La falacia de vincular inmigración y delincuencia

La autora del informe Fedea, Raquel Carrasco, explica que las tasas de delitos atribuidas a inmigrantes son más altas que las de nativos porque una parte considerable de esa población está compuesta por varones jóvenes con bajo nivel educativo, un perfil que estadísticamente presenta mayor delincuencia con independencia de la nacionalidad.

El entonces director general de la Policía Nacional, Francisco Pardo, lo dijo en el Congreso con precisión: «El 75 % de los delitos que se cometen en España los cometen nacionales españoles.
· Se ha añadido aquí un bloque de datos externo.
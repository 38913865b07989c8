#![allow(dead_code)]

use std::sync::{Arc, Mutex};

use docmodel::prelude::*;

/// Ordered record of what ran, shared between hooks and the test body.
#[derive(Debug, Clone, Default)]
pub struct Log(Arc<Mutex<Vec<String>>>);

impl Log {
    pub fn push(&self, entry: impl Into<String>) {
        self.0.lock().unwrap().push(entry.into());
    }

    pub fn entries(&self) -> Vec<String> {
        self.0.lock().unwrap().clone()
    }

    pub fn contains(&self, entry: &str) -> bool {
        self.0.lock().unwrap().iter().any(|e| e == entry)
    }

    /// Yields to the runtime until `entry` has been logged.
    pub async fn wait_for(&self, entry: &str) {
        for _ in 0..1_000 {
            if self.contains(entry) {
                return;
            }
            tokio::task::yield_now().await;
        }
        panic!("{entry} was never logged; log is {:?}", self.entries());
    }
}

pub fn owner_schema() -> SchemaDefinition {
    SchemaDefinition::new("Owner")
        .string("name")
        .required(true)
        .string("email")
        .reference_array(
            "dogs",
            "Dog",
            ReferenceArrayStyle::Reverse {
                foreign_key: "owner.id".into(),
            },
        )
        .add_index(doc! { "email": "asc" }, IndexOptions::unique())
        .unwrap()
}

pub fn dog_schema() -> SchemaDefinition {
    SchemaDefinition::new("Dog")
        .string("name")
        .required(true)
        .number("age")
        .index(IndexDirection::Desc)
        .object(
            "vet",
            SchemaDefinition::embedded()
                .string("name")
                .string("phone"),
        )
        .array("tricks")
        .atomic(true)
        .reference("owner", "Owner")
        .reference_array("friends", "Dog", ReferenceArrayStyle::Inline)
}

/// Connects `registry` to a fresh in-memory store, returning a handle on the store too.
pub async fn connect(registry: &Registry) -> (Connection, InMemoryStore) {
    let store = InMemoryStore::new();
    let connection = registry
        .connect(store.clone(), ConnectionOptions::default())
        .await
        .unwrap();
    (connection, store)
}

pub async fn kennel() -> (Connection, InMemoryStore) {
    let mut registry = Registry::new();
    registry
        .register(dog_schema())
        .unwrap()
        .register(owner_schema())
        .unwrap();
    connect(&registry).await
}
Y el resto no los cometen inmigrantes, los cometen personas que no tienen el DNI o pasaporte español». La vinculación entre inmigración y delincuencia, añadió, «es una gran equivocación y, sinceramente, me parece una falta de patriotismo».

Según el Ministerio del Interior, la tasa de criminalidad en España lleva trece años a la baja o estable, situándose en 41 delitos por cada 1.000 habitantes en 2024, con un porcentaje de extranjeros del 13,4 % en la población. En 2011, la tasa era de 47,6 delitos y los extranjeros representaban el 12,2 %. El estereotipo del inmigrante como delincuente potencial es lo que el sociólogo Rubén G. Rumbaut llamó una idea zombi: por mucho que la maten con datos, revive alimentada por el siguiente rumor.
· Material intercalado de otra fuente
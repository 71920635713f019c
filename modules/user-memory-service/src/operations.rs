//! Caller-facing operations. Store failures stop here and come back as text.

use crate::db::Db;
use user_memory_types::Fact;

pub const NO_INFO_MESSAGE: &str = "I don't have any information stored about this user yet.";

/// Remember one fact about `user_id`.
pub fn store_user_info(db: &Db, fact: &str, user_id: &str) -> String {
    match db.append(user_id, fact) {
        Ok(id) => {
            log::info!("Stored fact: {} (ID: {})", fact, id);
            format!("Stored: {}", fact)
        }
        Err(e) => {
            log::error!("Error storing fact: {}", e);
            format!("Error storing fact: {}", e)
        }
    }
}

/// Everything remembered about `user_id`, as a numbered list.
pub fn get_user_info(db: &Db, user_id: &str) -> String {
    match db.list_by_user(user_id) {
        Ok(facts) if facts.is_empty() => NO_INFO_MESSAGE.to_string(),
        Ok(facts) => {
            log::info!("Retrieved {} facts for user {}", facts.len(), user_id);
            render_facts(&facts)
        }
        Err(e) => {
            log::error!("Error retrieving user info: {}", e);
            format!("Error retrieving user info: {}", e)
        }
    }
}

fn render_facts(facts: &[Fact]) -> String {
    let mut out = String::from("Here's what I know about the user:\n\n");
    for (i, fact) in facts.iter().enumerate() {
        out.push_str(&format!("{}. {}\n", i + 1, fact.text));
    }
    out
}

#[cfg(test)]
mod tests {
    use super::*;
    use user_memory_types::DEFAULT_USER_ID;

    fn test_db() -> (tempfile::TempDir, Db) {
        let dir = tempfile::TempDir::new().expect("create temp dir");
        let path = dir.path().join("user_memory.db");
        let db = Db::open(path.to_str().unwrap(), 2).expect("open db");
        (dir, db)
    }

    #[test]
    fn store_then_recall() {
        let (_dir, db) = test_db();
        let reply = store_user_info(&db, "The user lives in Singapore", DEFAULT_USER_ID);
        assert!(reply.contains("The user lives in Singapore"));

        let info = get_user_info(&db, DEFAULT_USER_ID);
        assert!(info.contains("1. The user lives in Singapore"));
    }

    #[test]
    fn recall_renders_numbered_list() {
        let (_dir, db) = test_db();
        store_user_info(&db, "The user has a cat called Wendy", "u1");
        store_user_info(&db, "The user prefers Python over JavaScript", "u1");

        assert_eq!(
            get_user_info(&db, "u1"),
            "Here's what I know about the user:\n\n\
             1. The user has a cat called Wendy\n\
             2. The user prefers Python over JavaScript\n"
        );
    }

    #[test]
    fn unknown_user_gets_fixed_sentence() {
        let (_dir, db) = test_db();
        assert_eq!(get_user_info(&db, "nobody"), NO_INFO_MESSAGE);
    }

    #[test]
    fn alice_and_bob_do_not_mix() {
        let (_dir, db) = test_db();
        store_user_info(&db, "fact A", "alice");
        store_user_info(&db, "fact B", "bob");

        let alice = get_user_info(&db, "alice");
        let bob = get_user_info(&db, "bob");
        assert!(alice.contains("1. fact A"));
        assert!(!alice.contains("fact B"));
        assert!(bob.contains("1. fact B"));
        assert!(!bob.contains("fact A"));
    }

    #[test]
    fn store_failure_comes_back_as_text() {
        let (dir, db) = test_db();
        let side = rusqlite::Connection::open(dir.path().join("user_memory.db")).expect("open side");
        side.execute_batch("DROP TABLE user_facts").expect("drop table");

        let reply = store_user_info(&db, "lost", DEFAULT_USER_ID);
        assert!(reply.starts_with("Error storing fact: "), "{}", reply);

        let info = get_user_info(&db, DEFAULT_USER_ID);
        assert!(info.starts_with("Error retrieving user info: "), "{}", info);
    }
}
Descenso sostenido de llegadas irregulares

Las llegadas irregulares a España descendieron un 42,6 % en 2025 respecto al año anterior, su cifra más baja desde 2019. En el conjunto de la UE la tendencia también fue a la baja, con una caída del 26 % según Frontex. La ruta canaria, que en 2024 registró 46.843 llegadas, en 2025 bajó a 17.788, un 62% menos. En 2026 la tendencia continúa: entre enero y mayo llegaron 10.224 personas de forma irregular, un 35 % menos que en el mismo período del año anterior. La excepción son las entradas terrestres por Ceuta y Melilla, que se han disparado.

Son buenas noticias para quienes miden el fenómeno en número de embarcaciones. Caminando Fronteras mide otra cosa: en 2025 murieron 3.090 personas intentando alcanzar España por mar. Menos pateras, los mismos muertos. El éxito de los acuerdos bilaterales con Mauritania y Marruecos —y de la financiación europea de las guardias costeras de origen— se contabiliza también en cadáveres que ya no llegan a ningún registro oficial.

El reto es institucional, no numérico

Que las cifras macroeconómicas y de seguridad inviten a la calma no significa que el sistema no sufra tensiones. El verdadero desafío de la inmigración en España no es de volumen, sino de gestión territorial. Mientras los datos generales se estabilizan, los recursos de acogida en zonas fronterizas y la distribución solidaria de menores no acompañados entre comunidades autónomas rozan cíclicamente el colapso. Es en esa saturación administrativa y logística —y no en una supuesta invasión— donde el alarmismo encuentra su combustible más real.

Más allá de la retórica y los discursos de trazo grueso, la demografía y la economía españolas se enfrentan a una realidad tozuda. Cuando se encienden las luces de las estadísticas oficiales, el ruido se apaga. El miedo no necesita demostrar nada: le basta con repetirse. Los datos, en cambio, tienen la mala costumbre de obligarnos a mirar la realidad.